BEGIN
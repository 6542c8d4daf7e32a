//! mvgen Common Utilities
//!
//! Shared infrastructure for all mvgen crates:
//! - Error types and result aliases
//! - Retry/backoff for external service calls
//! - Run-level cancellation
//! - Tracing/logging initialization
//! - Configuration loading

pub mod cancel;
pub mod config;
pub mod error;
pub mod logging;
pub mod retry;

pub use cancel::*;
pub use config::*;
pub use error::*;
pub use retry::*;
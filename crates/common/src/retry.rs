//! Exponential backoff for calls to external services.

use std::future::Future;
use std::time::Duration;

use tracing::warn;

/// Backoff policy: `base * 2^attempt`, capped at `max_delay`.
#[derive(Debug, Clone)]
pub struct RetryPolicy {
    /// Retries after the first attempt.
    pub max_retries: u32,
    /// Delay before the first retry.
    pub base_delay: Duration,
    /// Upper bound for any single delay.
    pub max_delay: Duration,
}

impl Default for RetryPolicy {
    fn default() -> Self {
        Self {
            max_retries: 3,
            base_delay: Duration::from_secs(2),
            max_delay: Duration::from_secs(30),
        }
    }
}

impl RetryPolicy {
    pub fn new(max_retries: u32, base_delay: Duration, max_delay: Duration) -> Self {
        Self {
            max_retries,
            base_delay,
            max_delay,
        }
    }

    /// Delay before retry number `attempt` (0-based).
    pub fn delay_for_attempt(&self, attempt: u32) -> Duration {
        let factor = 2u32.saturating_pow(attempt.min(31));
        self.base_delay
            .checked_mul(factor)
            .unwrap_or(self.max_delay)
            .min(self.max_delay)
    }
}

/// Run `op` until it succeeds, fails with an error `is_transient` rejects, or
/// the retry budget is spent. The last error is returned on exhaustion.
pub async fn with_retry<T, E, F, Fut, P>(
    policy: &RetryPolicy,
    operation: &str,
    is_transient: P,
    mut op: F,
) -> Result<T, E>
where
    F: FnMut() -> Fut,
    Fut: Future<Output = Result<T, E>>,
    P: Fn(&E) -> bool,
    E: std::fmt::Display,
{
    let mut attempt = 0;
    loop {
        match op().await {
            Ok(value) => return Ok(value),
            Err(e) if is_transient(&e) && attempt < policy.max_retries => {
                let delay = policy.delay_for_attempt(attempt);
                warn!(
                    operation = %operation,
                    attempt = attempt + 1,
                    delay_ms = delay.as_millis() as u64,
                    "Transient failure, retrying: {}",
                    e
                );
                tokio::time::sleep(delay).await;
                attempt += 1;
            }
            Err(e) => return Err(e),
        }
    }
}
END
#### Your assignment
Return the full data, every line of it, with nothing altered.

#### Answer space
repository 6542c8d4daf7e32a
//! mvgen Common Utilities
//!
//! Shared infrastructure for all mvgen crates:
//! - Error types and result aliases
//! - Retry/backoff for external service calls
//! - Run-level cancellation
//! - Tracing/logging initialization
//! - Configuration loading

pub mod cancel;
pub mod config;
pub mod error;
pub mod logging;
pub mod retry;

pub use cancel::*;
pub use config::*;
pub use error::*;
pub use retry::*;
filename crates/common/src/retry.rs
//! Exponential backoff for calls to external services.

use std::future::Future;
use std::time::Duration;

use tracing::warn;

/// Backoff policy: `base * 2^attempt`, capped at `max_delay`.
#[derive(Debug, Clone)]
pub struct RetryPolicy {
    /// Retries after the first attempt.
    pub max_retries: u32,
    /// Delay before the first retry.
    pub base_delay: Duration,
    /// Upper bound for any single delay.
    pub max_delay: Duration,
}

impl Default for RetryPolicy {
    fn default() -> Self {
        Self {
            max_retries: 3,
            base_delay: Duration::from_secs(2),
            max_delay: Duration::from_secs(30),
        }
    }
}

impl RetryPolicy {
    pub fn new(max_retries: u32, base_delay: Duration, max_delay: Duration) -> Self {
        Self {
            max_retries,
            base_delay,
            max_delay,
        }
    }

    /// Delay before retry number `attempt` (0-based).
    pub fn delay_for_attempt(&self, attempt: u32) -> Duration {
        let factor = 2u32.saturating_pow(attempt.min(31));
        self.base_delay
            .checked_mul(factor)
            .unwrap_or(self.max_delay)
            .min(self.max_delay)
    }
}

/// Run `op` until it succeeds, fails with an error `is_transient` rejects, or
/// the retry budget is spent. The last error is returned on exhaustion.
pub async fn with_retry<T, E, F, Fut, P>(
    policy: &RetryPolicy,
    operation: &str,
    is_transient: P,
    mut op: F,
) -> Result<T, E>
where
    F: FnMut() -> Fut,
    Fut: Future<Output = Result<T, E>>,
    P: Fn(&E) -> bool,
    E: std::fmt::Display,
{
    let mut attempt = 0;
    loop {
        match op().await {
            Ok(value) => return Ok(value),
            Err(e) if is_transient(&e) && attempt < policy.max_retries => {
                let delay = policy.delay_for_attempt(attempt);
                warn!(
                    operation = %operation,
                    attempt = attempt + 1,
                    delay_ms = delay.as_millis() as u64,
                    "Transient failure, retrying: {}",
                    e
                );
                tokio::time::sleep(delay).await;
                attempt += 1;
            }
            Err(e) => return Err(e),
        }
    }
}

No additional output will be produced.